And so, prior to analyzing the artistic output that picked up on these emanating signals, we must first understand them more thoroughly in the context of the group's aesthetic concepts, especially in relation to the development of modernism. Alceu Amoroso Lima, Jackson's immediate successor, took it upon himself to broadcast these signals, establishing in his own critical work a Catholic standard of literary appraisal. 

 

After Availability

An overview of Jackson's work would not be complete without mention of the conversion of Alceu Amoroso Lima in 1929. Born in Rio de Janeiro in 1893, he graduated in law in 1913, departing for Europe that same year to study under Bergson at the Collège de France. Once back in Brazil, in 1919, he took to literary criticism under the pseudonym Tristão de Athayde, writing literary columns for the Rio press. Over the course of the next ten years he achieved renown in the as yet predominantly dilettante world of literary criticism by rejecting the impressionist, off-hand style of chronicle-like commentary that approached the work less as language than as a platform for generic ramblings on the issues of the day.  A key moment in this professional stance was his drubbing of one of the heavyweights of this impressionist criticism, Agripino Grieco, whose work he described as "vulgar and hollow eloquence", "gentle conversation for cultured men", the antidote to which would be his own "critical expressionism", which boosted objectivity by reining in intuition, thus making space for analysis of the genuinely literary elements of the work. His criticism tended to veer toward the aesthetic; a step franchised by his intellectual edge over his competitors, and took modernism as its subject. The attention paid to this innovative new trend is a corollary to the predominance of the aesthetic dimension in his work at the time.  However, becoming the critic of modernism, a role for which he – with the exception of the authors themselves – was best prepared when it came to discussing the modernist innovation on the level of language, did not mean that he adhered completely to the group's aesthetic (and political) project. Still too tightly bound to the cultural constellation represented by a passadista adulation of the authors of the past to incorporate their radical break with Parnassian rhetoric, his criticism led to a "tempered modernism", to use the expression of Antonio Candido (cf. Lafetá, 2000)5.  

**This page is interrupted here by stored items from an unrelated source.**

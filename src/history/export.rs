//! CSV serialization of the history.

use chrono::TimeZone;
use std::fmt::Display;

use super::{HistoryError, Recommendation};
use crate::fields::{
    CROP_TYPE, HUMIDITY, MOISTURE, NITROGEN, PHOSPHORUS, POTASSIUM, SOIL_TYPE, TEMPERATURE,
};

/// Column order of the exported document
pub const CSV_HEADERS: [&str; 12] = [
    "Date",
    "Time",
    "Fertilizer",
    "Confidence",
    "Crop Type",
    "Soil Type",
    "Temperature",
    "Humidity",
    "Moisture",
    "Nitrogen",
    "Phosphorus",
    "Potassium",
];

const INPUT_COLUMNS: [&str; 8] = [
    CROP_TYPE,
    SOIL_TYPE,
    TEMPERATURE,
    HUMIDITY,
    MOISTURE,
    NITROGEN,
    PHOSPHORUS,
    POTASSIUM,
];

/// Serialize `records` with every field quoted, rendering dates in `tz`.
///
/// Embedded quotes are doubled and line breaks inside a field become spaces,
/// so each record is exactly one line. An empty slice yields only the header
/// line.
pub fn to_csv_at<Tz>(records: &[Recommendation], tz: &Tz) -> Result<String, HistoryError>
where
    Tz: TimeZone,
    Tz::Offset: Display,
{
    let mut writer = csv::WriterBuilder::new()
        .quote_style(csv::QuoteStyle::Always)
        .terminator(csv::Terminator::Any(b'\n'))
        .from_writer(Vec::new());

    writer.write_record(CSV_HEADERS)?;
    for record in records {
        writer.write_record(row(record, tz).iter().map(|field| single_line(field)))?;
    }

    let bytes = writer
        .into_inner()
        .map_err(|e| HistoryError::Csv(e.into_error().into()))?;
    Ok(String::from_utf8_lossy(&bytes).into_owned())
}

/// Collapse CR, LF and CRLF to a single space
fn single_line(field: &str) -> String {
    field.replace("\r\n", " ").replace(['\r', '\n'], " ")
}

fn row<Tz>(record: &Recommendation, tz: &Tz) -> Vec<String>
where
    Tz: TimeZone,
    Tz::Offset: Display,
{
    let (date, time) = match record.created_at() {
        Some(at) => {
            let local = at.with_timezone(tz);
            (
                local.format("%-m/%-d/%Y").to_string(),
                local.format("%-I:%M:%S %p").to_string(),
            )
        }
        None => (record.timestamp.clone(), String::new()),
    };

    let mut fields = Vec::with_capacity(CSV_HEADERS.len());
    fields.push(date);
    fields.push(time);
    fields.push(record.fertilizer.clone());
    fields.push(record.confidence.to_string());
    fields.extend(INPUT_COLUMNS.iter().map(|name| {
        record
            .inputs
            .get(*name)
            .map(|v| v.to_string())
            .unwrap_or_default()
    }));
    fields
}

#[cfg(test)]
mod tests {
    use super::*;
    use crate::fields::{InputValue, Inputs};
    use chrono::{FixedOffset, Utc};

    fn sample(fertilizer: &str) -> Recommendation {
        let mut inputs = Inputs::new();
        inputs.insert(TEMPERATURE.into(), InputValue::Number(26.0));
        inputs.insert(HUMIDITY.into(), InputValue::Number(52.0));
        inputs.insert(MOISTURE.into(), InputValue::Number(38.0));
        inputs.insert(NITROGEN.into(), InputValue::Number(37.0));
        inputs.insert(PHOSPHORUS.into(), InputValue::Number(0.0));
        inputs.insert(POTASSIUM.into(), InputValue::Number(0.0));
        inputs.insert(SOIL_TYPE.into(), "Sandy".into());
        inputs.insert(CROP_TYPE.into(), "Maize".into());
        Recommendation {
            id: 1,
            timestamp: "2024-05-01T14:05:09.000Z".to_string(),
            inputs,
            fertilizer: fertilizer.to_string(),
            confidence: 87.5,
        }
    }

    #[test]
    fn test_empty_history_is_header_only() {
        let csv = to_csv_at(&[], &Utc).unwrap();
        assert_eq!(csv.lines().count(), 1);
        assert_eq!(
            csv.lines().next().unwrap(),
            "\"Date\",\"Time\",\"Fertilizer\",\"Confidence\",\"Crop Type\",\"Soil Type\",\
             \"Temperature\",\"Humidity\",\"Moisture\",\"Nitrogen\",\"Phosphorus\",\"Potassium\""
        );
    }

    #[test]
    fn test_row_layout() {
        let csv = to_csv_at(&[sample("Urea")], &Utc).unwrap();
        let lines: Vec<&str> = csv.lines().collect();
        assert_eq!(lines.len(), 2);
        assert_eq!(
            lines[1],
            "\"5/1/2024\",\"2:05:09 PM\",\"Urea\",\"87.5\",\"Maize\",\"Sandy\",\
             \"26\",\"52\",\"38\",\"37\",\"0\",\"0\""
        );
    }

    #[test]
    fn test_dates_follow_timezone() {
        let ist = FixedOffset::east_opt(5 * 3600 + 1800).unwrap();
        let csv = to_csv_at(&[sample("Urea")], &ist).unwrap();
        assert!(csv.lines().nth(1).unwrap().starts_with("\"5/1/2024\",\"7:35:09 PM\""));
    }

    #[test]
    fn test_missing_inputs_render_empty() {
        let mut rec = sample("DAP");
        rec.inputs.clear();
        let csv = to_csv_at(&[rec], &Utc).unwrap();
        assert!(csv
            .lines()
            .nth(1)
            .unwrap()
            .ends_with("\"DAP\",\"87.5\",\"\",\"\",\"\",\"\",\"\",\"\",\"\",\"\""));
    }

    #[test]
    fn test_embedded_quotes_are_doubled() {
        let doc = to_csv_at(&[sample("10-26-26 \"Premium\"")], &Utc).unwrap();
        assert!(doc.contains("\"10-26-26 \"\"Premium\"\"\""));

        let mut reader = csv::ReaderBuilder::new().from_reader(doc.as_bytes());
        let parsed = reader.records().next().unwrap().unwrap();
        assert_eq!(&parsed[2], "10-26-26 \"Premium\"");
    }

    #[test]
    fn test_line_breaks_stay_inside_one_line() {
        let mut rec = sample("Urea");
        rec.inputs.insert(SOIL_TYPE.into(), "Sandy\nLoam".into());
        rec.inputs.insert(CROP_TYPE.into(), "Ground\r\nnut".into());

        let doc = to_csv_at(&[rec.clone(), rec], &Utc).unwrap();
        assert_eq!(doc.lines().count(), 3);
        assert!(doc
            .lines()
            .nth(1)
            .unwrap()
            .contains("\"Ground nut\",\"Sandy Loam\""));
    }

    #[test]
    fn test_bad_timestamp_passes_through() {
        let mut rec = sample("DAP");
        rec.timestamp = "sometime".to_string();
        let csv = to_csv_at(&[rec], &Utc).unwrap();
        assert!(csv.lines().nth(1).unwrap().starts_with("\"sometime\",\"\","));
    }
}
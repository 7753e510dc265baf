//! Simplified carbon footprint estimate for fertilizer use.
//!
//! Linear model: 0.1 kg fertilizer per hectare, 2.5 kg CO2 per kg fertilizer,
//! 22 kg CO2 absorbed per tree per year.

use serde::Serialize;

use crate::fields::Inputs;

/// Input key holding the farm area in hectares
pub const AREA: &str = "area";

/// Fertilizer applied per hectare (kg)
pub const FERTILIZER_PER_HECTARE_KG: f64 = 0.1;

/// Emission factor (kg CO2 per kg fertilizer)
pub const EMISSION_FACTOR: f64 = 2.5;

/// CO2 absorbed by one tree in a year (kg)
pub const TREE_ABSORPTION_KG: f64 = 22.0;

/// Fixed advice shown with every estimate
pub const ADVICE: [&str; 3] = [
    "Consider organic fertilizers to reduce emissions",
    "Implement precision agriculture techniques",
    "Use cover crops to improve soil health",
];

/// Result of a footprint estimate
#[derive(Debug, Clone, PartialEq, Serialize)]
#[serde(rename_all = "camelCase")]
pub struct CarbonFootprint {
    /// kg CO2, two decimals
    pub total_emission: String,
    /// kg fertilizer, two decimals
    pub fertilizer_amount: String,
    pub trees_to_offset: u64,
    pub recommendations: Vec<String>,
}

/// Area in hectares; absent, non-numeric, non-finite or zero means 1
pub fn area_of(inputs: &Inputs) -> f64 {
    inputs
        .get(AREA)
        .and_then(|v| v.as_number())
        .filter(|a| a.is_finite() && *a != 0.0)
        .unwrap_or(1.0)
}

/// Estimate the footprint of fertilizing the area described by `inputs`
pub fn estimate(inputs: &Inputs) -> CarbonFootprint {
    let fertilizer_amount = area_of(inputs) * FERTILIZER_PER_HECTARE_KG;
    let total_emission = fertilizer_amount * EMISSION_FACTOR;
    let trees = (total_emission / TREE_ABSORPTION_KG).ceil();

    CarbonFootprint {
        total_emission: format!("{total_emission:.2}"),
        fertilizer_amount: format!("{fertilizer_amount:.2}"),
        trees_to_offset: if trees > 0.0 { trees as u64 } else { 0 },
        recommendations: ADVICE.iter().map(|s| s.to_string()).collect(),
    }
}

#[cfg(test)]
mod tests {
    use super::*;
    use crate::fields::InputValue;
    use approx::assert_relative_eq;

    fn with_area(value: InputValue) -> Inputs {
        let mut inputs = Inputs::new();
        inputs.insert(AREA.to_string(), value);
        inputs
    }

    #[test]
    fn test_ten_hectares() {
        let result = estimate(&with_area(10.0_f64.into()));
        assert_eq!(result.fertilizer_amount, "1.00");
        assert_eq!(result.total_emission, "2.50");
        assert_eq!(result.trees_to_offset, 1);
    }

    #[test]
    fn test_missing_area_defaults_to_one_hectare() {
        let result = estimate(&Inputs::new());
        assert_eq!(result.fertilizer_amount, "0.10");
        assert_eq!(result.total_emission, "0.25");
        assert_eq!(result.trees_to_offset, 1);
    }

    #[test]
    fn test_zero_and_garbage_area_default_to_one() {
        assert_relative_eq!(area_of(&with_area(0.0_f64.into())), 1.0);
        assert_relative_eq!(area_of(&with_area("lots".into())), 1.0);
        assert_relative_eq!(area_of(&with_area(f64::NAN.into())), 1.0);
        assert_relative_eq!(area_of(&with_area("2.5".into())), 2.5);
    }

    #[test]
    fn test_large_farm_needs_more_trees() {
        // 1000 ha -> 100 kg fertilizer -> 250 kg CO2 -> 11.36 trees
        let result = estimate(&with_area(1000.0_f64.into()));
        assert_eq!(result.fertilizer_amount, "100.00");
        assert_eq!(result.total_emission, "250.00");
        assert_eq!(result.trees_to_offset, 12);
    }

    #[test]
    fn test_advice_is_fixed() {
        let result = estimate(&Inputs::new());
        assert_eq!(result.recommendations.len(), 3);
        assert_eq!(result.recommendations[0], ADVICE[0]);
    }

    #[test]
    fn test_json_field_names() {
        let json = serde_json::to_value(estimate(&Inputs::new())).unwrap();
        assert_eq!(json["totalEmission"], "0.25");
        assert_eq!(json["fertilizerAmount"], "0.10");
        assert_eq!(json["treesToOffset"], 1);
    }
}
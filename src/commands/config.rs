use agrosmart::config::Config;
use agrosmart::paths;
use anyhow::Result;
use serde_json::json;

/// Print the effective configuration
pub fn execute(config: &Config, json: bool) -> Result<i32> {
    if json {
        let info = json!({
            "config_path": paths::config_path(),
            "server": config.server,
            "username": config.username,
            "timeout_secs": config.timeout_secs,
            "data_dir": config.data_dir(),
        });
        println!("{}", serde_json::to_string_pretty(&info)?);
        return Ok(0);
    }

    println!("Config file: {}", paths::config_path().display());
    println!("Server:      {}", config.server);
    println!(
        "Username:    {}",
        config.username.as_deref().unwrap_or("(prompt)")
    );
    println!("Timeout:     {}s", config.timeout_secs);
    println!("Data dir:    {}", config.data_dir().display());
    Ok(0)
}
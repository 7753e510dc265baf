//! Client for the AgroSmart backend
//!
//! Two endpoints, both treated as black boxes:
//! - `POST /login` (form-encoded credentials, answers with a redirect on success)
//! - `POST /predict` (JSON parameter record, answers with a fertilizer label)
//!
//! The client keeps a cookie store, so a session established by `login` is
//! reused by later `predict` calls on the same client.
//!
//! # Environment Variable
//! Set `AGROSMART_SERVER=host:port` to point at a different backend.

mod internal;

use std::time::Duration;

pub use internal::{Client, LoginOutcome, Prediction, PredictResponse, ServiceError};

use crate::config::Config;

/// Create a client for the configured backend
pub fn connect(config: &Config) -> Result<Client, ServiceError> {
    Client::new(config.server.as_str(), Duration::from_secs(config.timeout_secs))
}
//! Form handlers: validate, submit, record.
//!
//! An [`Advisor`] borrows the backend client and the history store for the
//! lifetime of one session. Submissions take `&self`, so one advisor can be
//! shared across threads. Each form has its own [`SubmitGate`], so a form
//! cannot be submitted again while its previous submission is in flight.

use chrono::Utc;
use parking_lot::{MappedMutexGuard, Mutex, MutexGuard};
use serde::Serialize;
use std::fmt;
use std::sync::atomic::{AtomicBool, Ordering};
use tracing::debug;

use crate::fields::{self, Inputs, ValidationError};
use crate::history::{HistoryError, HistoryStore, Recommendation};
use crate::service::{Client, LoginOutcome, ServiceError};

/// Forms that talk to the backend
#[derive(Debug, Clone, Copy, PartialEq, Eq)]
pub enum Form {
    Login,
    Recommendation,
}

impl fmt::Display for Form {
    fn fmt(&self, f: &mut fmt::Formatter<'_>) -> fmt::Result {
        match self {
            Self::Login => f.write_str("login"),
            Self::Recommendation => f.write_str("recommendation"),
        }
    }
}

#[derive(Debug, thiserror::Error)]
pub enum AdvisorError {
    #[error("A {0} request is already in progress")]
    Busy(Form),

    #[error(transparent)]
    Validation(#[from] ValidationError),

    #[error(transparent)]
    Service(#[from] ServiceError),

    #[error(transparent)]
    History(#[from] HistoryError),
}

/// Busy flag for one form
#[derive(Debug, Default)]
pub struct SubmitGate {
    busy: AtomicBool,
}

impl SubmitGate {
    /// Mark the form busy; `None` if it already is
    pub fn try_acquire(&self) -> Option<SubmitGuard<'_>> {
        self.busy
            .compare_exchange(false, true, Ordering::AcqRel, Ordering::Acquire)
            .ok()
            .map(|_| SubmitGuard { gate: self })
    }

    pub fn is_busy(&self) -> bool {
        self.busy.load(Ordering::Acquire)
    }
}

/// Clears the busy flag when dropped, whatever path the submission took
#[derive(Debug)]
pub struct SubmitGuard<'a> {
    gate: &'a SubmitGate,
}

impl Drop for SubmitGuard<'_> {
    fn drop(&mut self) {
        self.gate.busy.store(false, Ordering::Release);
    }
}

/// A recorded recommendation plus how the backend matched it
#[derive(Debug, Clone, PartialEq, Serialize)]
pub struct Advice {
    #[serde(flatten)]
    pub record: Recommendation,
    /// Matching strategy reported by the backend, e.g. "Exact Match"
    #[serde(skip_serializing_if = "Option::is_none")]
    pub method: Option<String>,
}

pub struct Advisor<'a> {
    client: &'a Client,
    history: Mutex<&'a mut HistoryStore>,
    login_gate: SubmitGate,
    recommend_gate: SubmitGate,
}

impl<'a> Advisor<'a> {
    pub fn new(client: &'a Client, history: &'a mut HistoryStore) -> Self {
        Self {
            client,
            history: Mutex::new(history),
            login_gate: SubmitGate::default(),
            recommend_gate: SubmitGate::default(),
        }
    }

    pub fn is_busy(&self, form: Form) -> bool {
        self.gate(form).is_busy()
    }

    /// Submit credentials
    pub fn login(&self, username: &str, password: &str) -> Result<LoginOutcome, AdvisorError> {
        let _guard = self
            .login_gate
            .try_acquire()
            .ok_or(AdvisorError::Busy(Form::Login))?;
        Ok(self.client.login(username, password)?)
    }

    /// Validate `inputs`, ask for a recommendation and record it in history
    pub fn recommend(&self, inputs: Inputs) -> Result<Advice, AdvisorError> {
        let _guard = self
            .recommend_gate
            .try_acquire()
            .ok_or(AdvisorError::Busy(Form::Recommendation))?;

        fields::validate(&inputs)?;
        let prediction = self.client.predict(&inputs)?;

        let now = Utc::now();
        let mut history = self.history.lock();
        let record = Recommendation::new(
            history.next_id(now),
            now,
            inputs,
            prediction.fertilizer,
            prediction.confidence,
        );
        history.append(record.clone())?;
        debug!(id = record.id, fertilizer = %record.fertilizer, "recommendation recorded");

        Ok(Advice {
            record,
            method: prediction.method,
        })
    }

    /// Locked view of the history; release it before submitting again
    pub fn history(&self) -> MappedMutexGuard<'_, HistoryStore> {
        MutexGuard::map(self.history.lock(), |history| &mut **history)
    }

    fn gate(&self, form: Form) -> &SubmitGate {
        match form {
            Form::Login => &self.login_gate,
            Form::Recommendation => &self.recommend_gate,
        }
    }
}
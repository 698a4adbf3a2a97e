//! # Periodicals
//!
//! Periodicals are recurring background jobs (index retention, throughput
//! counters, cluster heartbeats...). Each one runs in its own Tokio task and is
//! controlled through a [`ScheduledHandle`] kept in the [`Periodicals`] handle
//! table.
//!
//! Cancelling a handle only stops *future* runs. A run that is already in
//! progress is allowed to finish unless the caller explicitly asks for an
//! interrupt, which is what the graceful shutdown relies on.
//!
//! Some periodicals must keep running while the node drains; they report
//! `stop_on_graceful_shutdown() == false` and the shutdown never touches them.

pub mod scheduler;

pub use scheduler::*;

use std::time::Duration;

use async_trait::async_trait;
use thiserror::Error;

use crate::framework::PeriodicalInfo;

/// A recurring background job.
#[async_trait]
pub trait Periodical: Send + Sync + 'static {
    /// Unique name. Used as key in the handle table.
    fn name(&self) -> &str;

    /// Time between the starts of two consecutive runs.
    fn period(&self) -> Duration;

    fn initial_delay(&self) -> Duration {
        Duration::ZERO
    }

    /// Runs exactly once instead of repeating.
    fn is_one_off(&self) -> bool {
        false
    }

    /// Periodicals that only run on a leader node return false on the others.
    /// They are registered but never scheduled.
    fn start_on_this_node(&self) -> bool {
        true
    }

    /// Whether a graceful shutdown cancels this periodical.
    fn stop_on_graceful_shutdown(&self) -> bool;

    /// One execution of the job.
    async fn run(&self);

    fn info(&self) -> PeriodicalInfo {
        PeriodicalInfo::new(self.name(), self.stop_on_graceful_shutdown())
    }
}

#[derive(Debug, Clone, Error, PartialEq, Eq)]
pub enum PeriodicalError {
    #[error("Periodical already registered: {0}")]
    AlreadyRegistered(String),
    #[error("Periodical {0} repeats with a zero period")]
    ZeroPeriod(String),
}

Upon his conversion, and therefore his wholesale adherence to the cause of "order", his aesthetic positions underwent a smooth shift in parallel with his politico-ideological revisions. Fundamentally, Lima found himself subordinating the aesthetic value of a literary work to its moral function, in accordance with the doctrine of Jackson de Figueiredo, who discarded the notion of beauty for beauty's sake; art only achieves true beauty by being moral – and therefore Catholic -, given that evil is incapable of producing beauty. The movement of 1922 was summarily rejected by Jackson because it subverted the principle of authority, which was cause in itself for its disqualification, as there can be no reconstruction if not founded upon order as its origin and destination. Hence, for Jackson, the modernists expressed only reckless anarchy and therefore had to be combated. Lima, who had made his name from a form of criticism that focused on literary language, which made him the right man to gauge the meaning of the movement, had to resolve a contradiction that would ultimately see him abandon criticism and relegate literature to the background. Between 1929 and 1941, only five of the twenty-three works he published dealt with literature, largely supplanted by religion in its politico-social refractions. So while he lost standing as a professional critic, he rose within the Dom Vital Centre and to the presidency of the Catholic Action, becoming leader of the movement after Jackson's death.        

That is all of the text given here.